This process ensures effective response and resolution for all alerts based on severity and priority.
Hazelcast Member Count Changed
Alertname: HazelcastMemberCountChanged
A change in the Hazelcast member count means that nodes (or members) have either joined or left the Hazelcast cluster. These changes can have significant implications for the cluster’s stability, performance, and resource distribution.
C3 Data Collection
To analyze changes in the Hazelcast cluster size:
-
Review Grafana Panel
- Access the relevant Grafana dashboard panel.
- Focus on the data for the last 5 minutes to identify any recent changes in member count or anomalies in node activity.
-
Verify Node Visibility Across the Cluster
- Ensure that all 5 nodes in the cluster can detect the presence of 5 other nodes.
- Use metrics and logs to verify node connectivity and synchronization.
-
Check Member Group Size Metric
- Use the following metric to confirm the cluster size:
com_hazelcast_Metrics_memberGroupsSize
- Analyze the metric data in Grafana to ensure that all nodes report a total cluster size of 6.
Dependent metrics
com_hazelcast_Metrics_memberGroupsSize
- This metric tracks the size of each member group in the Hazelcast cluster.

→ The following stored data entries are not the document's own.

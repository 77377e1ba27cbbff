use std::sync::Arc;
use std::time::Duration;

use seki::{Error, MemoryRepositoryProvider, Seki, SessionConfig, UnauthorisedError};
use serde_json::json;

async fn seki_with(config: SessionConfig) -> Seki<MemoryRepositoryProvider> {
    let _ = tracing_subscriber::fmt().with_test_writer().try_init();
    Seki::new(Arc::new(MemoryRepositoryProvider::new()), config)
        .await
        .unwrap()
}

#[tokio::test]
async fn test_verify_jwt_payload_and_change_it_using_session_handle() {
    let seki = seki_with(SessionConfig::default()).await;

    let session = seki
        .create_session("userId", json!({"key": "value"}), json!({"key": "value"}))
        .await
        .unwrap();

    // Payload is proper right after creation.
    assert_eq!(session.user_data_in_jwt, json!({"key": "value"}));
    assert_eq!(
        seki.get_jwt_data(&session.handle).await.unwrap(),
        json!({"key": "value"})
    );

    // Change the JWT payload using the session handle.
    seki.update_session(&session.handle, None, Some(json!({"key": "value2"})), None)
        .await
        .unwrap();

    assert_eq!(
        seki.get_jwt_data(&session.handle).await.unwrap(),
        json!({"key": "value2"})
    );
}

#[tokio::test]
async fn test_change_jwt_payload_to_empty_using_session_handle() {
    let seki = seki_with(SessionConfig::default()).await;

    let session = seki
        .create_session("userId", json!({"key": "value"}), json!({"key": "value"}))
        .await
        .unwrap();
    assert_eq!(session.user_data_in_jwt, json!({"key": "value"}));

    // An explicit empty object clears the payload; it is not "no change".
    seki.update_session(&session.handle, None, Some(json!({})), None)
        .await
        .unwrap();

    assert_eq!(seki.get_jwt_data(&session.handle).await.unwrap(), json!({}));
}

#[tokio::test]
async fn test_none_jwt_payload_leaves_payload_untouched() {
    let seki = seki_with(SessionConfig::default()).await;

    let session = seki
        .create_session("userId", json!({"key": "value"}), json!({"key": "value"}))
        .await
        .unwrap();

    // Update only the database payload; None for the JWT data must leave
    // it exactly as it was.
    seki.update_session(&session.handle, Some(json!({"key": "db2"})), None, None)
        .await
        .unwrap();

    assert_eq!(
        seki.get_jwt_data(&session.handle).await.unwrap(),
        json!({"key": "value"})
    );
    assert_eq!(
        seki.get_session_data(&session.handle).await.unwrap(),
        json!({"key": "db2"})
    );
}

#[tokio::test]
async fn test_update_with_same_payload_is_idempotent() {
    let seki = seki_with(SessionConfig::default()).await;

    let session = seki
        .create_session("userId", json!({"key": "value"}), json!({}))
        .await
        .unwrap();

    for _ in 0..2 {
        seki.update_session(&session.handle, None, Some(json!({"key": "value2"})), None)
            .await
            .unwrap();
    }

    assert_eq!(
        seki.get_jwt_data(&session.handle).await.unwrap(),
        json!({"key": "value2"})
    );
}

#[tokio::test]
async fn test_expired_and_revoked_session_update_is_unauthorised() {
    // 1 second validity for both tokens; refresh validity is configured
    // in minutes.
    let config = SessionConfig::default()
        .with_access_token_validity_secs(1)
        .with_refresh_token_validity_mins(1.0 / 60.0);
    let seki = seki_with(config).await;

    let session = seki
        .create_session("userId", json!({"key": "value"}), json!({"key": "value"}))
        .await
        .unwrap();

    // Let it expire, then remove it from the store.
    tokio::time::sleep(Duration::from_secs(2)).await;
    seki.revoke_sessions(std::slice::from_ref(&session.handle))
        .await
        .unwrap();

    let err = seki
        .update_session(&session.handle, None, Some(json!({"key": "value2"})), None)
        .await
        .unwrap_err();
    assert!(matches!(
        err,
        Error::Unauthorised(UnauthorisedError::SessionMissing)
    ));
    assert_eq!(err.to_string(), "Session does not exist.");
}

#[tokio::test]
async fn test_expired_and_revoked_session_get_is_unauthorised() {
    let config = SessionConfig::default()
        .with_access_token_validity_secs(1)
        .with_refresh_token_validity_mins(1.0 / 60.0);
    let seki = seki_with(config).await;

    let session = seki
        .create_session("userId", json!({"key": "value"}), json!({"key": "value"}))
        .await
        .unwrap();

    tokio::time::sleep(Duration::from_secs(2)).await;
    seki.revoke_sessions(std::slice::from_ref(&session.handle))
        .await
        .unwrap();

    let err = seki.get_jwt_data(&session.handle).await.unwrap_err();
    assert_eq!(err.to_string(), "Session does not exist.");
}

#[tokio::test]
async fn test_expired_but_not_yet_reaped_session_is_also_unauthorised() {
    // Expiry alone must be enough; callers cannot distinguish "expired"
    // from "never existed".
    let config = SessionConfig::default()
        .with_access_token_validity_secs(1)
        .with_refresh_token_validity_mins(1.0 / 60.0);
    let seki = seki_with(config).await;

    let session = seki
        .create_session("userId", json!({"key": "value"}), json!({}))
        .await
        .unwrap();

    tokio::time::sleep(Duration::from_secs(2)).await;

    let err = seki.get_jwt_data(&session.handle).await.unwrap_err();
    assert_eq!(err.to_string(), "Session does not exist.");
}

#[tokio::test]
async fn test_revoke_is_idempotent_over_unknown_handles() {
    let seki = seki_with(SessionConfig::default()).await;

    let session = seki
        .create_session("userId", json!({}), json!({}))
        .await
        .unwrap();

    let handles = vec![session.handle.clone(), "never-existed".into()];
    assert_eq!(seki.revoke_sessions(&handles).await.unwrap(), 1);
    // A second bulk revoke over the same set is not an error.
    assert_eq!(seki.revoke_sessions(&handles).await.unwrap(), 0);
}

#[tokio::test]
async fn test_remove_expired_sessions_reaps_only_expired_records() {
    let short = SessionConfig::default().with_refresh_token_validity_mins(1.0 / 60.0);
    let provider = Arc::new(MemoryRepositoryProvider::new());
    let seki = Seki::new(provider.clone(), short).await.unwrap();

    seki.create_session("userId", json!({}), json!({}))
        .await
        .unwrap();

    tokio::time::sleep(Duration::from_secs(2)).await;
    assert_eq!(seki.remove_expired_sessions().await.unwrap(), 1);
    assert_eq!(seki.remove_expired_sessions().await.unwrap(), 0);
}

- Each node in the cluster should report the same group size, which should match the total number of nodes in the cluster. For instance, in a 6-node cluster, this metric should consistently show a value of 6 across all nodes.

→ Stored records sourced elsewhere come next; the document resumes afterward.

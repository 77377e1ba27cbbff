//! Cryptographic primitives for token sealing and chain hashing
//!
//! This module provides the symmetric cipher used to seal refresh-token
//! contents, the double-SHA256 hash that links a refresh-token chain, and
//! random token generation.
//!
//! # Security
//!
//! Encryption is AES-256-GCM with a fresh random nonce per call, so
//! identical plaintexts under the same key produce different ciphertexts.
//! The AEAD tag makes decryption under any other key fail deterministically
//! instead of returning garbled plaintext. Hash comparisons in the rotation
//! path go through [`constant_time_compare`] (the `subtle` crate) to avoid
//! timing side channels.

use aes_gcm::{
    Aes256Gcm, Nonce,
    aead::{Aead, KeyInit},
};
use base64::{Engine, prelude::BASE64_URL_SAFE_NO_PAD};
use hkdf::Hkdf;
use rand::{TryRngCore, rngs::OsRng};
use sha2::{Digest, Sha256};
use subtle::ConstantTimeEq;

use crate::error::CryptoError;

const NONCE_LEN: usize = 12;

/// Domain-separation label for key derivation. Changing it invalidates
/// every sealed token, so it is versioned.
const HKDF_INFO: &[u8] = b"seki/refresh-token-seal/v1";

/// Derive the AEAD key from an arbitrary key string.
///
/// The key string is treated as opaque input keying material; a malformed
/// or wrong key still derives *some* AEAD key, and the failure surfaces as
/// a tag mismatch on decrypt rather than a parse error.
fn derive_aead_key(key: &str) -> [u8; 32] {
    let hk = Hkdf::<Sha256>::new(None, key.as_bytes());
    let mut okm = [0u8; 32];
    hk.expand(HKDF_INFO, &mut okm)
        .expect("32 bytes is a valid HKDF-SHA256 output length");
    okm
}

/// Encrypt `plaintext` under `key`.
///
/// Returns a URL-safe base64 string of `nonce || ciphertext || tag`. The
/// nonce is freshly random per call.
pub fn encrypt(plaintext: &[u8], key: &str) -> Result<String, CryptoError> {
    let aead = Aes256Gcm::new_from_slice(&derive_aead_key(key))
        .expect("derived AEAD key is exactly 32 bytes");

    let mut nonce_bytes = [0u8; NONCE_LEN];
    OsRng
        .try_fill_bytes(&mut nonce_bytes)
        .expect("OS RNG failure - system entropy source unavailable");

    let ciphertext = aead
        .encrypt(Nonce::from_slice(&nonce_bytes), plaintext)
        .map_err(|_| CryptoError::Encryption)?;

    let mut out = Vec::with_capacity(NONCE_LEN + ciphertext.len());
    out.extend_from_slice(&nonce_bytes);
    out.extend_from_slice(&ciphertext);
    Ok(BASE64_URL_SAFE_NO_PAD.encode(out))
}

/// Decrypt a string produced by [`encrypt`].
///
/// Fails with [`CryptoError::Decryption`] if the ciphertext is structurally
/// invalid or was not produced under `key`. Never returns partial
/// plaintext.
pub fn decrypt(ciphertext: &str, key: &str) -> Result<Vec<u8>, CryptoError> {
    let raw = BASE64_URL_SAFE_NO_PAD
        .decode(ciphertext)
        .map_err(|_| CryptoError::Decryption)?;
    if raw.len() < NONCE_LEN {
        return Err(CryptoError::Decryption);
    }
    let (nonce, sealed) = raw.split_at(NONCE_LEN);

    let aead = Aes256Gcm::new_from_slice(&derive_aead_key(key))
        .expect("derived AEAD key is exactly 32 bytes");

    aead.decrypt(Nonce::from_slice(nonce), sealed)
        .map_err(|_| CryptoError::Decryption)
}

/// Hex-encoded SHA256 of the input.
pub fn hash_sha256(input: &str) -> String {
    let mut hasher = Sha256::new();
    hasher.update(input.as_bytes());
    hex::encode(hasher.finalize())
}

/// The "hash2" of the refresh-token chain: SHA256 applied twice.
///
/// The store holds the double hash so that a single stored value can be
/// checked against both a presented token (hashed twice) and a token's
/// embedded parent hash (already hashed once by the issuer).
pub fn hash2(input: &str) -> String {
    hash_sha256(&hash_sha256(input))
}

/// Generate a cryptographically secure random token.
///
/// 256 bits of entropy, URL-safe base64 encoded.
///
/// # Panics
///
/// Panics if the OS random number generator fails; there is no safe
/// fallback for security-sensitive token generation.
pub fn generate_secure_token() -> String {
    let mut bytes = [0u8; 32];
    OsRng
        .try_fill_bytes(&mut bytes)
        .expect("OS RNG failure - system entropy source unavailable");
    BASE64_URL_SAFE_NO_PAD.encode(bytes)
}

/// Perform constant-time comparison of two byte slices.
pub fn constant_time_compare(a: &[u8], b: &[u8]) -> bool {
    if a.len() != b.len() {
        return false;
    }
    a.ct_eq(b).into()
}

- If the value deviates, it indicates that one or more nodes have left or joined the cluster, potentially disrupting cluster consistency and workload distribution.
C3 Remedy
The C3 team should focus on basic troubleshooting and operational checks for Hazelcast cluster member count issues. Follow these steps:
-
Verify Network Communication
- Use the
ping
command to test connectivity between nodes and confirm that network communication is functioning as expected.
-
Check Firewall Rules
- Ensure that the required Hazelcast ports are open and allowed in the firewall.
sudo ufw allow 54321/tcp
sudo ufw allow 6000/tcp:6999/tcp
sudo ufw reload
-
Restart Tomcat Service
- If specific nodes are problematic, restart the
tomcat-pssb
service on those nodes:
sudo systemctl restart tomcat-pssb
-
Review Node Health
- Check the basic health of the affected nodes, including CPU, memory, and disk usage, to rule out any resource-related issues.
-
Escalate if Necessary
- If the issue persists after performing the above checks, or if the cluster remains unstable, escalate the problem to the DevOps team for further investigation and resolution.
DevOps Remedy
-
Inspect Configuration Generation Code
- If the cluster is dynamically configured, review the configuration generation code to ensure it adapts properly to network changes or node additions.

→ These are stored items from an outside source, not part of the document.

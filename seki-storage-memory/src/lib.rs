//! In-process storage backend for the seki session core
//!
//! Backed by [`DashMap`], whose per-entry locking gives the per-handle
//! atomicity the repository contracts require: `update_payload` and
//! `rotate_refresh_token_hash` mutate a record while holding its shard
//! entry, so concurrent operations on one handle serialize while
//! operations on different handles proceed in parallel.
//!
//! This is the reference backend and the test substrate; production
//! deployments put a database behind the same traits.

mod repositories;

pub use repositories::{MemoryKeyValueRepository, MemorySessionRepository};

use seki_core::repositories::RepositoryProvider;

/// Repository provider keeping all state in process memory.
pub struct MemoryRepositoryProvider {
    session: MemorySessionRepository,
    key_value: MemoryKeyValueRepository,
}

impl MemoryRepositoryProvider {
    pub fn new() -> Self {
        Self {
            session: MemorySessionRepository::new(),
            key_value: MemoryKeyValueRepository::new(),
        }
    }
}

impl Default for MemoryRepositoryProvider {
    fn default() -> Self {
        Self::new()
    }
}

impl RepositoryProvider for MemoryRepositoryProvider {
    type SessionRepo = MemorySessionRepository;
    type KeyValueRepo = MemoryKeyValueRepository;

    fn session(&self) -> &Self::SessionRepo {
        &self.session
    }

    fn key_value(&self) -> &Self::KeyValueRepo {
        &self.key_value
    }
}
use std::sync::Arc;

use async_trait::async_trait;
use chrono::{DateTime, Utc};
use serde_json::Value;

use crate::{
    error::StorageQueryError,
    repositories::{KeyValueRepository, RepositoryProvider, SessionRepository},
    session::{SessionHandle, SessionRecord},
};

/// Adapter exposing a provider's session repository as a standalone
/// [`SessionRepository`], so services can be generic over one repository
/// instead of the whole provider.
pub struct SessionRepositoryAdapter<R: RepositoryProvider> {
    provider: Arc<R>,
}

impl<R: RepositoryProvider> SessionRepositoryAdapter<R> {
    pub fn new(provider: Arc<R>) -> Self {
        Self { provider }
    }
}

#[async_trait]
impl<R: RepositoryProvider> SessionRepository for SessionRepositoryAdapter<R> {
    async fn create(&self, record: SessionRecord) -> Result<(), StorageQueryError> {
        self.provider.session().create(record).await
    }

    async fn find_by_handle(
        &self,
        handle: &SessionHandle,
    ) -> Result<Option<SessionRecord>, StorageQueryError> {
        self.provider.session().find_by_handle(handle).await
    }

    async fn update_payload(
        &self,
        handle: &SessionHandle,
        user_data_in_jwt: Option<Value>,
        user_data_in_database: Option<Value>,
        anti_csrf_token: Option<String>,
    ) -> Result<bool, StorageQueryError> {
        self.provider
            .session()
            .update_payload(handle, user_data_in_jwt, user_data_in_database, anti_csrf_token)
            .await
    }

    async fn rotate_refresh_token_hash(
        &self,
        handle: &SessionHandle,
        expected: &str,
        new_hash: &str,
    ) -> Result<bool, StorageQueryError> {
        self.provider
            .session()
            .rotate_refresh_token_hash(handle, expected, new_hash)
            .await
    }

    async fn delete(&self, handles: &[SessionHandle]) -> Result<u64, StorageQueryError> {
        self.provider.session().delete(handles).await
    }

    async fn delete_expired(&self, now: DateTime<Utc>) -> Result<u64, StorageQueryError> {
        self.provider.session().delete_expired(now).await
    }
}

/// Adapter exposing a provider's key-value repository as a standalone
/// [`KeyValueRepository`].
pub struct KeyValueRepositoryAdapter<R: RepositoryProvider> {
    provider: Arc<R>,
}

impl<R: RepositoryProvider> KeyValueRepositoryAdapter<R> {
    pub fn new(provider: Arc<R>) -> Self {
        Self { provider }
    }
}

#[async_trait]
impl<R: RepositoryProvider> KeyValueRepository for KeyValueRepositoryAdapter<R> {
    async fn get(&self, name: &str) -> Result<Option<String>, StorageQueryError> {
        self.provider.key_value().get(name).await
    }

    async fn set_if_absent(&self, name: &str, value: &str) -> Result<String, StorageQueryError> {
        self.provider.key_value().set_if_absent(name, value).await
    }
}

- Verify that settings such as network interfaces, port configurations, and node discovery mechanisms align with the current infrastructure.
-
Collaborate with Development Team
- Discuss any necessary changes to the configuration generation process with the development team. This may involve adjusting settings to better suit the cluster’s network architecture or resolving issues related to node discovery or load balancing.
HZHighCacheHits
High cache hits in Hazelcast indicate that data requests are being successfully served from the cache rather than fetching from an underlying data store or performing computations. This is generally a positive sign of efficient caching, but excessive cache hits in specific scenarios can have implications:
Positive Effects:
Reduced Latency: Requests are served faster since accessing the cache is quicker than querying the database or performing I/O operations.
Improved Throughput: The system can handle more requests as less time is spent fetching data.
Potential Concerns:
Increased Memory Pressure: Serving high cache hits may indicate that a large amount of data is being held in memory, which could lead to memory contention or out-of-memory (OOM) issues if resources are insufficient.
Unbalanced Workload: High cache hits on specific nodes could mean uneven traffic distribution or hotspots in the cluster.
Data Staleness Risks: If the cache isn’t updated frequently, users might receive outdated information.
C3 Data Collection
-
Check Proper Load Balancing:
- Ensure traffic is evenly distributed across all Hazelcast nodes to prevent hotspots or resource contention on specific nodes.
-
Monitor Node Memory Usage:
- Log in to the OS dashboard in Grafana and review the RAM usage of each node to ensure adequate memory resources are available.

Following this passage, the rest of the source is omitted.